Неолиберализм как контрреволюция
Неолиберализм как концепция - явление новое. В первой трети ХХ века индустриальная экономика стала столь огромной системой, что «невидимая рука» рынка оказалась неспособной при системных сбоях возвращать ее в состояние равновесия. Кейнс отказался от махрового рыночного детерминизма и классического либерализма, и показал, что в экономике должно участвовать государство. Ему удалось доказать Рузвельту и прочим сильным тогдашнего западного мира, что выходить из кризиса надо через массированные капиталовложения со стороны государства, вплоть до достижения полной занятости. Рузвельту удалось, несмотря на сопротивление экспертов и частного сектора, сократить безработицу с 26% до 1,2% при росте производства вдвое. Тогда-то экономика США набрала свой ритм. Произошла «кейнсианская революция» - Запад стал строить «социальное государство». Причем с оглядкой на СССР, о кровавых изысках строительства «коммунизма» в котором тогда ничего не знали.
Последующие 30-40 лет кейнсианский проект работал, создав удобоваримую и потребительски богатую модель общества, ставшую альтернативой социализму советского образца. Но существование такого строя, пригодного для мелкой и средней буржуазии, было оскорбительным несчастьем для буржуазии крупной, для олигархов и ТНК. Доля активов, которой владел 1% самых богатых граждан США, снизилась с 48% в 1930-м до 22% в 1975-м. А доля в национальном доходе 0,1% мега-богатых снизилась с 8% в 1928 г. до 2% в 1973-м. Разница в доходах оставалась огромной, но речь пошла уже о принципе - о вопросе менталитета и классового сознания.
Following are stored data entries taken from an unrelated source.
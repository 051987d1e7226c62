//! Git routes
//!
//! Each handler resolves the project and runs one operation against its
//! repository through the shared `GitState` cache.

use std::sync::Arc;

use axum::{
    extract::{Path, Query, State},
    routing::{get, post},
    Json, Router,
};
use serde::Deserialize;
use serde_json::json;

use super::{invalid, SuccessResponse};
use crate::git::{BranchInfo, CommitInfo, DiffInfo, FilePatch, GitManager, GitStatus};
use crate::server::error::{ApiError, ApiResult, JsonBody};
use crate::server::ServerAppState;

const DEFAULT_LOG_LIMIT: usize = 50;
const MAX_LOG_LIMIT: usize = 1000;

pub fn router() -> Router<ServerAppState> {
    Router::new()
        .route("/api/projects/:id/git/is-repository", get(is_repository))
        .route("/api/projects/:id/git/init", post(init_repository))
        .route("/api/projects/:id/git/status", get(status))
        .route(
            "/api/projects/:id/git/branches",
            get(list_branches).post(create_branch),
        )
        .route("/api/projects/:id/git/checkout", post(checkout))
        .route("/api/projects/:id/git/log", get(log_history))
        .route("/api/projects/:id/git/diff", get(working_diff))
        .route("/api/projects/:id/git/file-diff", get(file_diff))
        .route("/api/projects/:id/git/stage", post(stage))
        .route("/api/projects/:id/git/unstage", post(unstage))
        .route("/api/projects/:id/git/discard", post(discard))
        .route("/api/projects/:id/git/commit", post(commit))
        .route("/api/projects/:id/git/push", post(push))
}

#[derive(Debug, Deserialize)]
pub struct LogQuery {
    pub limit: Option<usize>,
}

#[derive(Debug, Deserialize)]
pub struct FileDiffQuery {
    pub path: String,
    #[serde(default)]
    pub staged: bool,
}

#[derive(Debug, Default, Deserialize)]
#[serde(rename_all = "camelCase")]
pub struct StageRequest {
    #[serde(default)]
    pub paths: Vec<String>,
    #[serde(default)]
    pub all: bool,
}

#[derive(Debug, Deserialize)]
#[serde(rename_all = "camelCase")]
pub struct PathsRequest {
    pub paths: Vec<String>,
}

#[derive(Debug, Deserialize)]
#[serde(rename_all = "camelCase")]
pub struct CommitRequest {
    pub message: String,
}

#[derive(Debug, Deserialize)]
#[serde(rename_all = "camelCase")]
pub struct CreateBranchRequest {
    pub name: String,
    #[serde(default)]
    pub checkout: bool,
}

#[derive(Debug, Deserialize)]
#[serde(rename_all = "camelCase")]
pub struct CheckoutRequest {
    pub branch: String,
}

#[derive(Debug, Default, Deserialize)]
#[serde(rename_all = "camelCase")]
pub struct PushRequest {
    pub branch: Option<String>,
}

/// Run `f` against the repository of project `id`
fn with_repo<F, R>(state: &ServerAppState, id: &str, f: F) -> ApiResult<R>
where
    F: FnOnce(&GitManager) -> Result<R, git2::Error>,
{
    let project = state.project(id)?;
    invalid(state.git_state.with_manager(&project.path, f))
}

fn require_paths(paths: &[String]) -> ApiResult<()> {
    if paths.is_empty() {
        return Err(ApiError::BadRequest("At least one path is required".to_string()));
    }
    Ok(())
}

async fn is_repository(
    State(state): State<ServerAppState>,
    Path(id): Path<String>,
) -> ApiResult<Json<serde_json::Value>> {
    let project = state.project(&id)?;
    let is_repository = GitManager::is_repository(&project.path);
    Ok(Json(json!({ "isRepository": is_repository })))
}

async fn init_repository(
    State(state): State<ServerAppState>,
    Path(id): Path<String>,
) -> ApiResult<Json<SuccessResponse>> {
    let project = state.project(&id)?;
    invalid(state.git_state.init(&project.path))?;
    log::info!("[Git] Initialized repository at {}", project.path);
    Ok(SuccessResponse::ok())
}

async fn status(
    State(state): State<ServerAppState>,
    Path(id): Path<String>,
) -> ApiResult<Json<GitStatus>> {
    Ok(Json(with_repo(&state, &id, |git| git.get_status())?))
}

async fn list_branches(
    State(state): State<ServerAppState>,
    Path(id): Path<String>,
) -> ApiResult<Json<Vec<BranchInfo>>> {
    Ok(Json(with_repo(&state, &id, |git| git.list_branches())?))
}

async fn create_branch(
    State(state): State<ServerAppState>,
    Path(id): Path<String>,
    JsonBody(request): JsonBody<CreateBranchRequest>,
) -> ApiResult<Json<BranchInfo>> {
    let branch = with_repo(&state, &id, |git| {
        git.create_branch(&request.name, request.checkout)
    })?;
    Ok(Json(branch))
}

async fn checkout(
    State(state): State<ServerAppState>,
    Path(id): Path<String>,
    JsonBody(request): JsonBody<CheckoutRequest>,
) -> ApiResult<Json<SuccessResponse>> {
    with_repo(&state, &id, |git| git.checkout_branch(&request.branch))?;
    Ok(SuccessResponse::ok())
}

async fn log_history(
    State(state): State<ServerAppState>,
    Path(id): Path<String>,
    Query(query): Query<LogQuery>,
) -> ApiResult<Json<Vec<CommitInfo>>> {
    let limit = query.limit.unwrap_or(DEFAULT_LOG_LIMIT).clamp(1, MAX_LOG_LIMIT);
    Ok(Json(with_repo(&state, &id, |git| {
        git.get_commit_history(limit)
    })?))
}

async fn working_diff(
    State(state): State<ServerAppState>,
    Path(id): Path<String>,
) -> ApiResult<Json<DiffInfo>> {
    Ok(Json(with_repo(&state, &id, |git| git.get_working_diff())?))
}

async fn file_diff(
    State(state): State<ServerAppState>,
    Path(id): Path<String>,
    Query(query): Query<FileDiffQuery>,
) -> ApiResult<Json<FilePatch>> {
    Ok(Json(with_repo(&state, &id, |git| {
        git.get_file_diff(&query.path, query.staged)
    })?))
}

async fn stage(
    State(state): State<ServerAppState>,
    Path(id): Path<String>,
    JsonBody(request): JsonBody<StageRequest>,
) -> ApiResult<Json<SuccessResponse>> {
    if request.all {
        with_repo(&state, &id, |git| git.stage_all())?;
    } else {
        require_paths(&request.paths)?;
        with_repo(&state, &id, |git| git.stage_files(&request.paths))?;
    }
    Ok(SuccessResponse::ok())
}

async fn unstage(
    State(state): State<ServerAppState>,
    Path(id): Path<String>,
    JsonBody(request): JsonBody<PathsRequest>,
) -> ApiResult<Json<SuccessResponse>> {
    require_paths(&request.paths)?;
    with_repo(&state, &id, |git| git.unstage_files(&request.paths))?;
    Ok(SuccessResponse::ok())
}

async fn discard(
    State(state): State<ServerAppState>,
    Path(id): Path<String>,
    JsonBody(request): JsonBody<PathsRequest>,
) -> ApiResult<Json<SuccessResponse>> {
    require_paths(&request.paths)?;
    with_repo(&state, &id, |git| git.discard_changes(&request.paths))?;
    Ok(SuccessResponse::ok())
}

async fn commit(
    State(state): State<ServerAppState>,
    Path(id): Path<String>,
    JsonBody(request): JsonBody<CommitRequest>,
) -> ApiResult<Json<CommitInfo>> {
    let commit = with_repo(&state, &id, |git| git.create_commit(&request.message))?;
    log::info!("[Git] Committed {} in project {}", commit.short_id, id);
    Ok(Json(commit))
}

/// Pushing talks to the network, so it runs off the async workers
async fn push(
    State(state): State<ServerAppState>,
    Path(id): Path<String>,
    body: Option<JsonBody<PushRequest>>,
) -> ApiResult<Json<SuccessResponse>> {
    let project = state.project(&id)?;
    let request = body.map(|JsonBody(b)| b).unwrap_or_default();
    let git_state = Arc::clone(&state.git_state);

    let result = tokio::task::spawn_blocking(move || {
        git_state.with_manager(&project.path, |git| {
            git.push_branch(request.branch.as_deref())
        })
    })
    .await
    .map_err(|e| ApiError::Internal(format!("Push task failed: {}", e)))?;

    invalid(result)?;
    Ok(SuccessResponse::ok())
}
Высший класс всегда и везде склонен к герметизации себя и защите от всех прочих слоев, и лучшим способом здесь выступает как раз сознательное продуцирование экономического неравенства для «низших» или «запудривание» мозгов для «средних».
Тогда и появился «спаситель либерализма» Хайек. Он и известный философ Карл Поппер, сторонник тоталитарных идей Платона, в конце 1940-х начали разрабатывать доктрину контрнаступления на кейнсианское социальное государство, получившую название неолиберлизма. Группа Хайека получила большую финансовую и информационную поддержку крупного капитала и стала наращивать свое влияние в политических кругах и элитарных университетах. Был подключен и Нобелевский комитет по экономике. Ждать пришлось два десятилетия. Отшумели студенческие бунты 1960-х, хиппи превратились в яппи, западный мир начал проигрывать «Большому Совку» в геополитике - и тут пришло время бросить подготовленные нелиберальными теоретиками силы в практический политический бой за выживание капиталистической системы, западного мира в целом, а заодно и ради деструкции кейнсианских моделей государства. Это был последний и решительный бой крупного капитала и его теоретиков в эпоху «холодной войны». Как и во всякой войне, начали с подавления внутреннего врага - профсоюзов и социальной помощи. Усилилась и гонка вооружений - традиционное средство массированной реанимации экономики. Тем более, что логика противостояния с Советским Союзом как раз этого и требовала. Рейган и Тэтчер совершили контрреволюцию, но, что еще более важно в геополитическом и историческом плане, смогли «добить» СССР, покончив с самой страшной угрозой капитализму за всю историю существования этого строя. «Рейганомика» и «тэтчеризм» дали правящему классу новое ощущения могущества, а капитализму - статус победителя. А победителя не судят.